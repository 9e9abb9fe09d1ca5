//! Tests for the HTTP transport module

use super::*;
use crate::config::ClientConfig;
use crate::error::Error;
use crate::types::{Method, QueryParams, QueryValue};
use serde_json::json;
use test_case::test_case;
use wiremock::matchers::{body_json, header, method, path, query_param};
use wiremock::{Mock, MockServer, ResponseTemplate};

fn config_for(server: &MockServer) -> ClientConfig {
    ClientConfig::new(&format!("{}/api", server.uri()), "user", "pass").unwrap()
}

// ============================================================================
// Classification Tests
// ============================================================================

#[test_case(401 ; "unauthorized")]
#[test_case(403 ; "forbidden")]
fn test_check_status_authentication(status: u16) {
    let err = check_status(status, "denied").unwrap_err();
    assert!(matches!(err, Error::Authentication { ref body } if body == "denied"));
}

#[test]
fn test_check_status_not_found() {
    let err = check_status(404, "").unwrap_err();
    assert!(matches!(err, Error::NotFound { .. }));
}

#[test_case(400, "Bad request: invalid parameter" ; "bad request")]
#[test_case(409, "Conflict: object already exists" ; "conflict")]
fn test_check_status_validation(status: u16, body: &str) {
    let err = check_status(status, body).unwrap_err();
    assert!(matches!(err, Error::Validation { .. }));
    assert!(err.to_string().contains(body));
}

#[test_case(405 ; "method not allowed")]
#[test_case(422 ; "unprocessable")]
#[test_case(429 ; "too many requests")]
#[test_case(500 ; "internal")]
#[test_case(503 ; "unavailable")]
fn test_check_status_server(status: u16) {
    let err = check_status(status, "oops").unwrap_err();
    assert_eq!(err.status(), Some(status));
    assert_eq!(err.to_string(), format!("Server error: {status}: oops"));
}

#[test_case(200 ; "ok")]
#[test_case(201 ; "created")]
#[test_case(204 ; "no content")]
#[test_case(302 ; "redirect")]
fn test_check_status_success(status: u16) {
    assert!(check_status(status, "").is_ok());
}

#[test]
fn test_decode_body_no_content() {
    // 204 short-circuits even with a non-JSON content type
    assert!(decode_body(204, "text/html", "<html/>").unwrap().is_empty());
    assert!(decode_body(200, "", "").unwrap().is_empty());
}

#[test]
fn test_decode_body_object() {
    let map = decode_body(200, "application/json;charset=UTF-8", r#"{"a": 1}"#).unwrap();
    assert_eq!(map.get("a"), Some(&json!(1)));
}

#[test]
fn test_decode_body_wrong_content_type() {
    let body = "x".repeat(500);
    let err = decode_body(200, "Text/HTML", &body).unwrap_err();
    let message = err.to_string();
    assert!(message.contains("Content-Type='text/html'"));
    assert!(message.contains(&"x".repeat(BODY_EXCERPT_CHARS)));
    assert!(!message.contains(&"x".repeat(BODY_EXCERPT_CHARS + 1)));
}

#[test]
fn test_decode_body_invalid_json() {
    let err = decode_body(200, "application/json", "{not json").unwrap_err();
    assert!(matches!(err, Error::Server { status: None, .. }));
    assert!(err.to_string().contains("Failed to decode JSON response"));
    assert!(err.to_string().contains("{not json"));
}

#[test]
fn test_decode_body_rejects_non_object() {
    let err = decode_body(200, "application/json", "[1, 2]").unwrap_err();
    assert!(err.to_string().contains("an array"));
}

#[test]
fn test_excerpt_counts_characters() {
    let body = "é".repeat(300);
    assert_eq!(excerpt(&body).chars().count(), BODY_EXCERPT_CHARS);
}

// ============================================================================
// Request Config Tests
// ============================================================================

#[test]
fn test_request_config_query_replaces_key() {
    let config = RequestConfig::new()
        .query("pageSize", "50")
        .query("fields", "id")
        .query("pageSize", "10");

    assert_eq!(config.query_value("pageSize"), Some("10"));
    assert_eq!(config.query.len(), 2);
}

#[test]
fn test_request_config_params_take_precedence() {
    let mut extra = QueryParams::new();
    extra.insert("pageSize".to_string(), QueryValue::Int(7));
    extra.insert(
        "dimension".to_string(),
        QueryValue::List(vec!["dx:a".to_string(), "pe:b".to_string()]),
    );

    let config = RequestConfig::new().query("pageSize", "50").params(&extra);
    assert_eq!(config.query_value("pageSize"), Some("7"));
    assert_eq!(
        config.query.iter().filter(|(k, _)| k == "dimension").count(),
        2
    );
}

#[test]
fn test_target_url_joins_endpoint() {
    let config = ClientConfig::new("https://example.org/api/", "user", "pass").unwrap();
    let request = RequestConfig::new().query("paging", "false");

    assert_eq!(
        super::client::target_url(&config, Method::GET, "/dataElements.json", &request),
        "https://example.org/api/dataElements.json"
    );
    assert_eq!(
        super::client::target_url(&config, Method::DELETE, "dataElements/abc", &request),
        "https://example.org/api/dataElements/abc"
    );
}

// ============================================================================
// Async Client Tests
// ============================================================================

#[tokio::test]
async fn test_http_client_get_json() {
    let mock_server = MockServer::start().await;

    Mock::given(method("GET"))
        .and(path("/api/dataElements.json"))
        .and(query_param("fields", "id,displayName"))
        .and(header("Authorization", "Basic dXNlcjpwYXNz"))
        .respond_with(ResponseTemplate::new(200).set_body_json(json!({
            "dataElements": [{"id": "de1"}]
        })))
        .expect(1)
        .mount(&mock_server)
        .await;

    let client = HttpClient::new(config_for(&mock_server)).unwrap();
    let mut params = QueryParams::new();
    params.insert("fields".to_string(), "id,displayName".into());

    let body = client.get("dataElements.json", &params).await.unwrap();
    assert_eq!(body["dataElements"][0]["id"], "de1");
}

#[tokio::test]
async fn test_http_client_post_body() {
    let mock_server = MockServer::start().await;

    Mock::given(method("POST"))
        .and(path("/api/dataElements"))
        .and(body_json(json!({"name": "X"})))
        .respond_with(ResponseTemplate::new(201).set_body_json(json!({"status": "OK"})))
        .mount(&mock_server)
        .await;

    let client = HttpClient::new(config_for(&mock_server)).unwrap();
    let body = client
        .request(
            Method::POST,
            "/dataElements",
            RequestConfig::new().json(json!({"name": "X"})),
        )
        .await
        .unwrap();

    assert_eq!(body["status"], "OK");
}

#[tokio::test]
async fn test_http_client_no_content() {
    let mock_server = MockServer::start().await;

    Mock::given(method("DELETE"))
        .and(path("/api/dataElements/abc"))
        .respond_with(ResponseTemplate::new(204))
        .mount(&mock_server)
        .await;

    let client = HttpClient::new(config_for(&mock_server)).unwrap();
    let body = client
        .request(Method::DELETE, "dataElements/abc", RequestConfig::new())
        .await
        .unwrap();

    assert!(body.is_empty());
}

#[tokio::test]
async fn test_http_client_404_error() {
    let mock_server = MockServer::start().await;

    Mock::given(method("GET"))
        .and(path("/api/dataElements/missing.json"))
        .respond_with(ResponseTemplate::new(404).set_body_string("Object not found"))
        .mount(&mock_server)
        .await;

    let client = HttpClient::new(config_for(&mock_server)).unwrap();
    let err = client
        .get("dataElements/missing.json", &QueryParams::new())
        .await
        .unwrap_err();

    assert!(matches!(err, Error::NotFound { ref body } if body == "Object not found"));
}

#[tokio::test]
async fn test_http_client_500_is_not_retried() {
    let mock_server = MockServer::start().await;

    Mock::given(method("GET"))
        .and(path("/api/flaky.json"))
        .respond_with(ResponseTemplate::new(500).set_body_string("boom"))
        .expect(1)
        .mount(&mock_server)
        .await;

    let client = HttpClient::new(config_for(&mock_server)).unwrap();
    let err = client
        .get("flaky.json", &QueryParams::new())
        .await
        .unwrap_err();

    assert_eq!(err.status(), Some(500));
}

#[tokio::test]
async fn test_http_client_html_response() {
    let mock_server = MockServer::start().await;

    Mock::given(method("GET"))
        .and(path("/api/login.json"))
        .respond_with(
            ResponseTemplate::new(200)
                .insert_header("content-type", "text/html")
                .set_body_string("<html>login</html>"),
        )
        .mount(&mock_server)
        .await;

    let client = HttpClient::new(config_for(&mock_server)).unwrap();
    let err = client
        .get("login.json", &QueryParams::new())
        .await
        .unwrap_err();

    assert!(err.to_string().contains("<html>login</html>"));
}

#[test]
fn test_http_client_debug_hides_password() {
    let config = ClientConfig::new("https://example.org/api", "user", "secret").unwrap();
    let client = HttpClient::new(config).unwrap();
    let debug_str = format!("{client:?}");
    assert!(debug_str.contains("HttpClient"));
    assert!(!debug_str.contains("secret"));
}

// ============================================================================
// Blocking Client Tests
// ============================================================================

#[test]
fn test_blocking_client_get_and_errors() {
    let runtime = tokio::runtime::Runtime::new().unwrap();
    let mock_server = runtime.block_on(MockServer::start());

    runtime.block_on(
        Mock::given(method("GET"))
            .and(path("/api/system/info.json"))
            .and(header("Authorization", "Basic dXNlcjpwYXNz"))
            .respond_with(ResponseTemplate::new(200).set_body_json(json!({"version": "2.40"})))
            .mount(&mock_server),
    );
    runtime.block_on(
        Mock::given(method("GET"))
            .and(path("/api/secret.json"))
            .respond_with(ResponseTemplate::new(401))
            .mount(&mock_server),
    );

    let client = BlockingHttpClient::new(config_for(&mock_server)).unwrap();

    let body = client.get("system/info.json", &QueryParams::new()).unwrap();
    assert_eq!(body["version"], "2.40");

    let err = client.get("secret.json", &QueryParams::new()).unwrap_err();
    assert!(matches!(err, Error::Authentication { .. }));
}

• [Directions for this task] Go through the listing above, and whenever a line holds the word "version", copy it.

• [Response to this exercise]
            .respond_with(ResponseTemplate::new(200).set_body_json(json!({"version": "2.40"})))
    assert_eq!(body["version"], "2.40");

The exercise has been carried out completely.